BRIEF:
Without changing anything, copy out each entry.
*** DATA FOR PROCESSING ***
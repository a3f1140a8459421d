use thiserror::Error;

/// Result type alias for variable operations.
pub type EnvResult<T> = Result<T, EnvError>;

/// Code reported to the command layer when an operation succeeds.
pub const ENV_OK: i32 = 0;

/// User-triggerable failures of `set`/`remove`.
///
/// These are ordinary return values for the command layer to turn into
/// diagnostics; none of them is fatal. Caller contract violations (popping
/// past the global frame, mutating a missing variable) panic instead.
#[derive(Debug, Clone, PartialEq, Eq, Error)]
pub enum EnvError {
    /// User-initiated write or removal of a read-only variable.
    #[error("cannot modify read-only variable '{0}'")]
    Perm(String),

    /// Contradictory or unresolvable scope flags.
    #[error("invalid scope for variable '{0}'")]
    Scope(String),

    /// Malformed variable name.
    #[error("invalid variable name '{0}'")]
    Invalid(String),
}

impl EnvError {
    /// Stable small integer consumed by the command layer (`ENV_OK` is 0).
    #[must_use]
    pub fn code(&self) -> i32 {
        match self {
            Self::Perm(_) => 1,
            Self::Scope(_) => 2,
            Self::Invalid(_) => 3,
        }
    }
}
*** End of DATA FOR PROCESSING ***
SOLUTION FOR THIS TASK:
repository a3f1140a8459421d
use thiserror::Error;

/// Result type alias for variable operations.
pub type EnvResult<T> = Result<T, EnvError>;

/// Code reported to the command layer when an operation succeeds.
pub const ENV_OK: i32 = 0;

/// User-triggerable failures of `set`/`remove`.
///
/// These are ordinary return values for the command layer to turn into
/// diagnostics; none of them is fatal. Caller contract violations (popping
/// past the global frame, mutating a missing variable) panic instead.
#[derive(Debug, Clone, PartialEq, Eq, Error)]
pub enum EnvError {
    /// User-initiated write or removal of a read-only variable.
    #[error("cannot modify read-only variable '{0}'")]
    Perm(String),

    /// Contradictory or unresolvable scope flags.
    #[error("invalid scope for variable '{0}'")]
    Scope(String),

    /// Malformed variable name.
    #[error("invalid variable name '{0}'")]
    Invalid(String),
}

impl EnvError {
    /// Stable small integer consumed by the command layer (`ENV_OK` is 0).
    #[must_use]
    pub fn code(&self) -> i32 {
        match self {
            Self::Perm(_) => 1,
            Self::Scope(_) => 2,
            Self::Invalid(_) => 3,
        }
    }
}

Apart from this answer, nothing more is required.